OK, boys and girls, here’s the latest instalment of strangeness from out local auction house. Their latest sale isn’t large but generally surpasses itself in the quantity of truly hideous ceramics. But it does also contain a few lots to delight the lovers of oddity — both in terms of what people sell and what gets put together to make a lot. So, inter alia, and copied straight from the online catalogue, we have …
Two miniature Japanese carved flowers each opening to reveal an erotic scene.
124A Japanese ivory carved figure of a fisherman holding a fish with a buoy [sic] on his shoulders.
[Which I think is actually rather splendid.]
A 19th century ‘Acme’ — Henry Pear B polished brass and steel high quality padlock by E. Cotterill & co and a Birmingham with high quality multi lever key.
A Stationmasters substantial nickel-cased pocket watch, the enamelled dial painted M M & Co within a rare electrified leather covered case with original improved ever-ready dried battery number 12.
[I never knew you could get electrified leather.]
An Indian ivory vintage tusk carved with figures and animals amongst trees styled as a desk light on a wooden base.
[Trees as desk lights — an interesting idea.]
A shelf of wooden metal ware [sic] to include a pair of 19th century adjustable metal hearth stands, a cast iron trivet, an Antinomy [sic] box decorated with a dragon, various vintage cooking wares to include butter pats, pastry rollers, juice squeezers and a treen stacking spice box, Soda siphon with sparklets, a wooden bowl containing decorative eggs, brass candlesticks, two boxed scrolls dated 10th June 1958 for ‘The Gala performance’ at The Royal Opera House attended by The Queen, etc.
A pair of 19th century brass figural candlesticks of girls carrying food on top of bats.
Two Capodimonte figurines — Tramp on Bench and Sunday Mornings with certificates.
[Something else I never knew: Sunday mornings come with certificates. Clearly my education is sorely lacking.]
A collection of decorative silver plate and glass table items to include sectioned dishes, jam dishes, hors d’oeuvres dish on stand, a large silver plated tray, a pair of pressed glass decanters and stoppers, two novelty teapots — one figured as a police man and the second by Wade ‘Cat on a dustbin’, Stella Artois Cidre decanter.
A pair of 19th century flat pack [sic] figurines of a Highland couple on a heathland and a large 1930s figurine of a Stag.
A Jerry’s cocktail shaker in the form of a penguin.
A large quantity of items including a basket of china plates, figures including Branxam china polar bears, beaded wall lights, a large glass paperweight, a Watson & Sons electric medical machine, a quantity of Victorian irons, some for holding coal, a quantity of cameras, other items such as Carl Zeiss Jena binoculars and an Ambassador movie camera, a quantity of dentists implements including those to extract teeth, an 8mm movie projector by Bell and Howell, a large set of Mellins food vintage scales with weights and wicker basket, and Hoover ‘It beats’ vacuum cleaner and a cased canon camera.
An interesting stone axe head, probably basalt, bearing old label inscribed “Samoa”, together with a vintage Chinese pewter cylindrical jar with cover, engraved with floral panels, and a similar small spittoon.
An antique native primitive bow of natural branch form with gut bow-string, and two quivers, one in bamboo with plain leather binding, the other in decorated leather, each containing bamboo arrows with barbed iron heads.
And then there is a collection, over six lots, of stuffed birds …
Taxidermy: a turn-of-the-century barn owl on rocky base in wooden case.
Taxidermy: a turn-of-the-century Peregrine falcon by H N Pashley, Cley Next the Sea Norfolk in glazed wooden case
Taxidermy: a turn-of-the-century juvenile gannet and another of a fully grown gannet both on bases.
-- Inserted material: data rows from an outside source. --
use fxhash::FxHashMap;
use parking_lot::Mutex;
use std::{
    cell::{RefCell, UnsafeCell},
    collections::HashMap,
    mem::MaybeUninit,
    process,
    sync::atomic::{
        AtomicPtr, AtomicU32, AtomicU64, AtomicUsize,
        Ordering::{AcqRel, Acquire, Relaxed, Release},
    },
};

/// the null tree / null link
pub(crate) const NIL: u32 = u32::MAX;

// blocks per free list; whole lists move between the global stack and the
// thread local caches so contention on the global stack is amortized
const LIST_LEN: u32 = 1 << 10;
const SLAB_BITS: u32 = 24;
const SLOT_MASK: u32 = (1 << SLAB_BITS) - 1;
const MAX_SLABS: usize = 254;
const MAX_SLAB_SLOTS: usize = 1 << SLAB_BITS;

pub(crate) const DEFAULT_CAPACITY: usize = 1 << 16;

fn pack(idx: u32, tag: u32) -> u64 {
    (idx as u64) | ((tag as u64) << 32)
}

fn unpack(word: u64) -> (u32, u32) {
    (word as u32, (word >> 32) as u32)
}

struct Slot<T> {
    // link to the next free block in the same list, only meaningful while
    // the slot is free
    next: AtomicU32,
    // link to the next whole list on the global stack, only meaningful for
    // a list head that is currently on the stack
    next_list: AtomicU32,
    data: UnsafeCell<MaybeUninit<T>>,
}

struct LocalList {
    len: u32,
    head: u32,
    // the block that was on top when the cache last grew past one list's
    // worth; everything below it is the older half that gets pushed back to
    // the global stack when the cache overflows
    mid: u32,
}

thread_local! {
    static LOCAL: RefCell<FxHashMap<u64, LocalList>> = RefCell::new(HashMap::default());
}

static POOL_ID: AtomicU64 = AtomicU64::new(0);

fn exhausted() -> ! {
    eprintln!("joinmap: node pool exhausted");
    process::abort()
}

/// A slab allocator for fixed size blocks of one node type. Blocks are
/// addressed by `u32` slot indices (8 bit slab id, 24 bit offset), so child
/// links inside nodes are plain integers and never dangle while the pool is
/// alive. Free blocks circulate as fixed length lists: each thread allocates
/// from a private list with no synchronization and only touches the global
/// lock-free stack when its private cache runs out or overflows.
pub(crate) struct RawPool<T> {
    id: u64,
    // global stack of free lists. The head word packs the index of the top
    // list with a tag that increments on every successful swap, so a stale
    // compare-exchange cannot succeed after the top block was recycled and
    // pushed back at the same address (the classic ABA race).
    head: AtomicU64,
    slabs: Mutex<Vec<Box<[Slot<T>]>>>,
    slab_ptrs: [AtomicPtr<Slot<T>>; MAX_SLABS],
    allocated: AtomicUsize,
    in_use: AtomicUsize,
}

unsafe impl<T: Send> Send for RawPool<T> {}
unsafe impl<T: Send + Sync> Sync for RawPool<T> {}

impl<T> RawPool<T> {
    pub(crate) fn new(capacity: usize) -> Self {
        let t = RawPool {
            id: POOL_ID.fetch_add(1, Relaxed),
            head: AtomicU64::new(pack(NIL, 0)),
            slabs: Mutex::new(Vec::new()),
            slab_ptrs: std::array::from_fn(|_| AtomicPtr::new(std::ptr::null_mut())),
            allocated: AtomicUsize::new(0),
            in_use: AtomicUsize::new(0),
        };
        {
            let mut slabs = t.slabs.lock();
            t.grow_locked(&mut slabs, capacity.max(LIST_LEN as usize));
        }
        t
    }

    /// total slots carved from backing slabs
    pub(crate) fn allocated(&self) -> usize {
        self.allocated.load(Relaxed)
    }

    /// live nodes currently handed out
    pub(crate) fn in_use(&self) -> usize {
        self.in_use.load(Relaxed)
    }

    /// grow the backing store without disturbing anything already handed out
    pub(crate) fn reserve(&self, extra: usize) {
        let mut slabs = self.slabs.lock();
        self.grow_locked(&mut slabs, extra);
    }

    fn slot(&self, idx: u32) -> &Slot<T> {
        debug_assert!(idx != NIL);
        let slab = self.slab_ptrs[(idx >> SLAB_BITS) as usize].load(Acquire);
        debug_assert!(!slab.is_null());
        unsafe { &*slab.add((idx & SLOT_MASK) as usize) }
    }

    // must be called with the slab lock held
    fn grow_locked(&self, slabs: &mut Vec<Box<[Slot<T>]>>, n: usize) {
        let mut remaining = n.div_ceil(LIST_LEN as usize) * LIST_LEN as usize;
        while remaining > 0 {
            let len = remaining.min(MAX_SLAB_SLOTS);
            remaining -= len;
            if slabs.len() == MAX_SLABS {
                exhausted()
            }
            let slab: Box<[Slot<T>]> = (0..len)
                .map(|_| Slot {
                    next: AtomicU32::new(NIL),
                    next_list: AtomicU32::new(NIL),
                    data: UnsafeCell::new(MaybeUninit::uninit()),
                })
                .collect();
            let base = (slabs.len() as u32) << SLAB_BITS;
            self.slab_ptrs[slabs.len()].store(slab.as_ptr() as *mut _, Release);
            slabs.push(slab);
            self.allocated.fetch_add(len, Relaxed);
            // chop the slab into lists and publish them
            let mut off = 0u32;
            while (off as usize) < len {
                for i in off..off + LIST_LEN - 1 {
                    self.slot(base | i).next.store(base | (i + 1), Relaxed);
                }
                self.slot(base | (off + LIST_LEN - 1)).next.store(NIL, Relaxed);
                self.push_list(base | off);
                off += LIST_LEN;
            }
        }
    }

    fn push_list(&self, list: u32) {
        loop {
            let cur = self.head.load(Acquire);
            let (top, tag) = unpack(cur);
            self.slot(list).next_list.store(top, Relaxed);
            if self
                .head
                .compare_exchange_weak(cur, pack(list, tag.wrapping_add(1)), AcqRel, Acquire)
                .is_ok()
            {
                return;
            }
        }
    }

    fn pop_list(&self) -> Option<u32> {
        loop {
            let cur = self.head.load(Acquire);
            let (top, tag) = unpack(cur);
            if top == NIL {
                return None;
            }
            let next = self.slot(top).next_list.load(Acquire);
            if self
                .head
                .compare_exchange_weak(cur, pack(next, tag.wrapping_add(1)), AcqRel, Acquire)
                .is_ok()
            {
                return Some(top);
            }
        }
    }

    fn take_list(&self) -> u32 {
        loop {
            if let Some(list) = self.pop_list() {
                return list;
            }
            // exactly one thread grows the pool, the rest retry their pop
            if let Some(mut slabs) = self.slabs.try_lock() {
                if unpack(self.head.load(Acquire)).0 == NIL {
                    self.grow_locked(&mut slabs, DEFAULT_CAPACITY);
                }
            } else {
                std::hint::spin_loop();
            }
        }
    }

    pub(crate) fn alloc(&self, value: T) -> u32 {
        let idx = LOCAL.with(|local| {
            let mut local = local.borrow_mut();
            let l = local
                .entry(self.id)
                .or_insert(LocalList { len: 0, head: NIL, mid: NIL });
            if l.len == 0 {
                l.head = self.take_list();
                l.len = LIST_LEN;
            }
            let idx = l.head;
            l.head = self.slot(idx).next.load(Relaxed);
            l.len -= 1;
            idx
        });
        unsafe { (*self.slot(idx).data.get()).write(value) };
        self.in_use.fetch_add(1, Relaxed);
        idx
    }

    pub(crate) fn free(&self, idx: u32) {
        unsafe { (*self.slot(idx).data.get()).assume_init_drop() };
        self.in_use.fetch_sub(1, Relaxed);
        LOCAL.with(|local| {
            let mut local = local.borrow_mut();
            let l = local
                .entry(self.id)
                .or_insert(LocalList { len: 0, head: NIL, mid: NIL });
            self.slot(idx).next.store(l.head, Relaxed);
            l.head = idx;
            l.len += 1;
            if l.len == LIST_LEN + 1 {
                l.mid = idx;
            } else if l.len == 2 * LIST_LEN {
                // hand the older half back to the global stack
                let older = self.slot(l.mid).next.swap(NIL, Relaxed);
                self.push_list(older);
                l.len = LIST_LEN;
            }
        })
    }

    pub(crate) fn get(&self, idx: u32) -> &T {
        unsafe { (*self.slot(idx).data.get()).assume_init_ref() }
    }

    /// Callers must guarantee the block is exclusively owned; for tree nodes
    /// that means reference count 1 and reachable from exactly one in-flight
    /// algorithm.
    #[allow(clippy::mut_from_ref)]
    pub(crate) unsafe fn get_mut(&self, idx: u32) -> &mut T {
        &mut *(*self.slot(idx).data.get()).as_mut_ptr()
    }
}

// Any block still in use when the pool is dropped leaks its contents; by
// contract the pool is only torn down once every tree handle has been
// released, and the structure tests assert `in_use() == 0` at that point.
use crate::{
    node::{Aug, Key, Value},
    pool::NIL,
    tree::{Policy, TreePool},
};

#[derive(Clone, Copy, Debug, PartialEq, Eq)]
pub enum Color {
    Red,
    Black,
}

/// color and black height (an empty subtree counts 1)
#[derive(Clone, Copy, Debug)]
pub struct RbData {
    pub(crate) color: Color,
    pub(crate) height: u32,
}

/// Red black trees. Join blackens both roots, descends the spine of the
/// taller side until the black heights meet, attaches the pivot red, and
/// resolves red-red pairs on the way back up.
pub struct Rbt;

fn color<K, V, A>(pool: &TreePool<K, V, Rbt, A>, t: u32) -> Color
where
    K: Key,
    V: Value,
    A: Aug<K, V>,
{
    if t == NIL {
        Color::Black
    } else {
        pool.node(t).data.color
    }
}

fn height<K, V, A>(pool: &TreePool<K, V, Rbt, A>, t: u32) -> u32
where
    K: Key,
    V: Value,
    A: Aug<K, V>,
{
    if t == NIL {
        1
    } else {
        pool.node(t).data.height
    }
}

// a uniquely owned black version of `t`
fn blacken<K, V, A>(pool: &TreePool<K, V, Rbt, A>, t: u32) -> u32
where
    K: Key,
    V: Value,
    A: Aug<K, V>,
{
    if t == NIL || color(pool, t) == Color::Black {
        return t;
    }
    let t = pool.copy_if_needed(t);
    let h = pool.node(t).data.height;
    pool.node_mut(t).data = RbData { color: Color::Black, height: h + 1 };
    t
}

fn rebalance_right<K, V, A>(pool: &TreePool<K, V, Rbt, A>, t: u32) -> u32
where
    K: Key,
    V: Value,
    A: Aug<K, V>,
{
    let r = pool.node(t).right;
    if color(pool, t) == Color::Red && color(pool, r) == Color::Red {
        // push the red pair down to one red child under a black root; the
        // caller recomputes the height
        pool.node_mut(t).data.color = Color::Black;
        return t;
    }
    if color(pool, t) == Color::Black
        && color(pool, r) == Color::Black
        && height(pool, t) == height(pool, r)
    {
        let tmp = pool.rotate_left(t);
        pool.node_mut(tmp).data.color = Color::Red;
        let rc = pool.copy_if_needed(pool.node(tmp).right);
        pool.node_mut(tmp).right = rc;
        pool.node_mut(rc).data.color = Color::Black;
        pool.update(rc);
        return tmp;
    }
    t
}

fn rebalance_left<K, V, A>(pool: &TreePool<K, V, Rbt, A>, t: u32) -> u32
where
    K: Key,
    V: Value,
    A: Aug<K, V>,
{
    let l = pool.node(t).left;
    if color(pool, t) == Color::Red && color(pool, l) == Color::Red {
        pool.node_mut(t).data.color = Color::Black;
        return t;
    }
    if color(pool, t) == Color::Black
        && color(pool, l) == Color::Black
        && height(pool, t) == height(pool, l)
    {
        let tmp = pool.rotate_right(t);
        pool.node_mut(tmp).data.color = Color::Red;
        let lc = pool.copy_if_needed(pool.node(tmp).left);
        pool.node_mut(tmp).left = lc;
        pool.node_mut(lc).data.color = Color::Black;
        pool.update(lc);
        return tmp;
    }
    t
}

// t1 is the taller side; descend its right spine until the black heights
// meet at a black node, then attach the pivot red
fn join_right<K, V, A>(pool: &TreePool<K, V, Rbt, A>, t1: u32, t2: u32, pivot: u32) -> u32
where
    K: Key,
    V: Value,
    A: Aug<K, V>,
{
    if height(pool, t1) == height(pool, t2) && color(pool, t1) == Color::Black {
        let p = pool.node_mut(pivot);
        p.data.color = Color::Red;
        p.left = t1;
        p.right = t2;
        pool.update(pivot);
        return pivot;
    }
    let t = pool.copy_if_needed(t1);
    let rc = pool.node(t).right;
    let nr = join_right(pool, rc, t2, pivot);
    pool.node_mut(t).right = nr;
    // rebalance reads the stale height of `t` on purpose: equality with the
    // grown child is what signals the extra black introduced below
    let ret = rebalance_right(pool, t);
    pool.update(ret);
    ret
}

fn join_left<K, V, A>(pool: &TreePool<K, V, Rbt, A>, t1: u32, t2: u32, pivot: u32) -> u32
where
    K: Key,
    V: Value,
    A: Aug<K, V>,
{
    if height(pool, t1) == height(pool, t2) && color(pool, t2) == Color::Black {
        let p = pool.node_mut(pivot);
        p.data.color = Color::Red;
        p.left = t1;
        p.right = t2;
        pool.update(pivot);
        return pivot;
    }
    let t = pool.copy_if_needed(t2);
    let lc = pool.node(t).left;
    let nl = join_left(pool, t1, lc, pivot);
    pool.node_mut(t).left = nl;
    let ret = rebalance_left(pool, t);
    pool.update(ret);
    ret
}

impl<K: Key, V: Value> Policy<K, V> for Rbt {
    type Data = RbData;

    fn fresh_data() -> RbData {
        RbData { color: Color::Black, height: 1 }
    }

    fn refresh<A: Aug<K, V>>(
        pool: &TreePool<K, V, Self, A>,
        data: RbData,
        left: u32,
        right: u32,
    ) -> RbData {
        let h = height(pool, left).max(height(pool, right))
            + (data.color == Color::Black) as u32;
        RbData { color: data.color, height: h }
    }

    fn join3<A: Aug<K, V>>(
        pool: &TreePool<K, V, Self, A>,
        left: u32,
        right: u32,
        pivot: u32,
    ) -> u32 {
        let left = blacken(pool, left);
        let right = blacken(pool, right);
        let (hl, hr) = (height(pool, left), height(pool, right));
        if hr < hl {
            join_right(pool, left, right, pivot)
        } else if hl < hr {
            join_left(pool, left, right, pivot)
        } else {
            let p = pool.node_mut(pivot);
            p.data.color = Color::Black;
            p.left = left;
            p.right = right;
            pool.update(pivot);
            pivot
        }
    }

    fn balanced<A: Aug<K, V>>(pool: &TreePool<K, V, Self, A>, t: u32) -> bool {
        let n = pool.node(t);
        let heights = height(pool, n.left) == height(pool, n.right);
        let no_red_pair = n.data.color == Color::Black
            || (color(pool, n.left) == Color::Black && color(pool, n.right) == Color::Black);
        heights && no_red_pair
    }
}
Taxidermy: two turn-of-the-century birds, one a common gull and the other a juvenile cormorant, base marked H A Lydd Dec 27th 1906.
Taxidermy: two turn-of-the-century birds, one a barn owl on a rocky base and the other a long-eared owl on tree trunk.
Taxidermy: three birds comprising a plover, a lapwing and a redshank, all on rocky bases.
But pride of place must go to something I’ve never seen in an auction before: what one might describe as a collection of birds ready for stuffing …
A large quantity of glamour magazines including Mayfair and Escort.
898

Quotes

Here’s our monthly round up of interesting, inspiring or amusing quotes encountered in the last few weeks. In no special order …
… one of the great mantras of our times, that anything bad that happens to us must be somebody else’s fault. It cannot be us who are to blame …
[Christopher Snowdon at Spectator Health]
No cookbook can cure the fact that we are meat rotting from the inside, unable to recapture the fading glow of youth.
I never let schooling interfere with my education.
[Mark Twain]
Too often we enjoy the comfort of opinion without the discomfort of thought.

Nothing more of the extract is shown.